By exploiting the OU staff directory we are able to identify which experts are
members of the OU and which of them are external collaborators, or old members
not further working for the institution.
    Without the structure and conceptual information provided by the OU LOD,
the implementation of the previously described ranking criteria, as well as the
interlinking of data with the OU staff directory, would have required a huge
data pre-processing effort. The OU LOD provides the information with a fine-
grained structure that facilitates the design of ranking criteria based on multiple
concepts, as well as the interlinking of information with other repositories.

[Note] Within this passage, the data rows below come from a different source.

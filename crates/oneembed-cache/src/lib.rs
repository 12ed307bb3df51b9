//! Embedding records and the in-memory cache tiers.
//!
//! # Overview
//!
//! The main components are:
//!
//! - [`EmbeddingRecord`] - One row: vector, optimizer state, access generation, dirty flag
//! - [`RecordLayout`] - The fixed-width byte encoding records use on disk
//! - [`CacheTier`] - The interface shared by L1 and L2
//! - [`LruTier`] - A least-recently-used tier bounded by a memory budget
//! - [`SharedBudget`] - One record budget charged by several striped tiers
//! - [`DisabledTier`] - The "none" policy, which holds nothing
//! - [`KeyInitializer`] - Per-key deterministic initial vectors
//!
//! # Example
//!
//! ```
//! use oneembed_cache::{CacheTier, EmbeddingRecord, LruTier};
//! use oneembed_core::{Key, TierKind};
//! use oneembed_optimizer::OptimizerState;
//!
//! let mut l1 = LruTier::new(TierKind::L1, 1);
//! l1.put(EmbeddingRecord::new(Key::from_id(1), vec![0.1, 0.2], OptimizerState::None));
//!
//! let evicted = l1.put(EmbeddingRecord::new(Key::from_id(2), vec![0.3, 0.4], OptimizerState::None));
//! assert_eq!(evicted.unwrap().key, Key::from_id(1));
//! ```

pub mod initializer;
mod lru;
mod record;
mod tier;

pub use initializer::{
    ConstantInitializer, Initializer, KeyInitializer, RandomNormalInitializer,
    RandomUniformInitializer, ZerosInitializer,
};
pub use lru::{capacity_for_budget, LruTier, SharedBudget};
pub use record::{EmbeddingRecord, RecordLayout, HEADER_BYTES};
pub use tier::{CacheTier, DisabledTier};

use std::sync::Arc;

use oneembed_core::{CacheOptions, Result, TierKind};

/// Builds the tier described by `options`, split into `stripes` parts.
///
/// Returns one tier per stripe. Every stripe keeps its own LRU order and
/// charges one [`SharedBudget`], so the record limit holds for the tier as a
/// whole.
///
/// # Errors
///
/// Returns [`oneembed_core::EmbeddingError::Capacity`] if the budget holds no
/// record at all.
pub fn build_striped_tiers(
    tier: TierKind,
    options: &CacheOptions,
    record_bytes: u64,
    stripes: usize,
) -> Result<Vec<Box<dyn CacheTier>>> {
    if !options.is_enabled() {
        return Ok((0..stripes)
            .map(|_| Box::new(DisabledTier::new(tier)) as Box<dyn CacheTier>)
            .collect());
    }
    let budget = SharedBudget::new(capacity_for_budget(
        tier,
        options.budget_bytes(),
        record_bytes,
    )?);
    Ok((0..stripes.max(1))
        .map(|_| Box::new(LruTier::sharing(tier, Arc::clone(&budget))) as Box<dyn CacheTier>)
        .collect())
}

4.2     System Implementation

The system is based on lightweight client server architecture. The back end
(or server side) is implemented as a Java Servlet, and accesses the OU LOD
information by means of HTTP requests to the SPARQL endpoint. Some of
the properties provided by the LOD information (more particularity the title
and the abstract of the publications) are periodically indexed using Lucene to
speed-up and enhance the search process by means of the exploitation of its
fuzzy and spell checker query processing, and ranking capabilities. The rest of
the properties (authors, date, and type of publications) are accessed at run time,
once the top-n publications have been selected.
    The front end is a thin client implemented as a web application using only
HTML, CSS and Javascript (jQuery).26 The client doesn’t handle any processing
of the data, it only takes care of the visualisation of the search results and the
search input. It communicates with the back-end by means of an HTTP request
that passes as a parameter the user’s query and retrieves the ranking of authors
and their corresponding associated information by means of a JSON object.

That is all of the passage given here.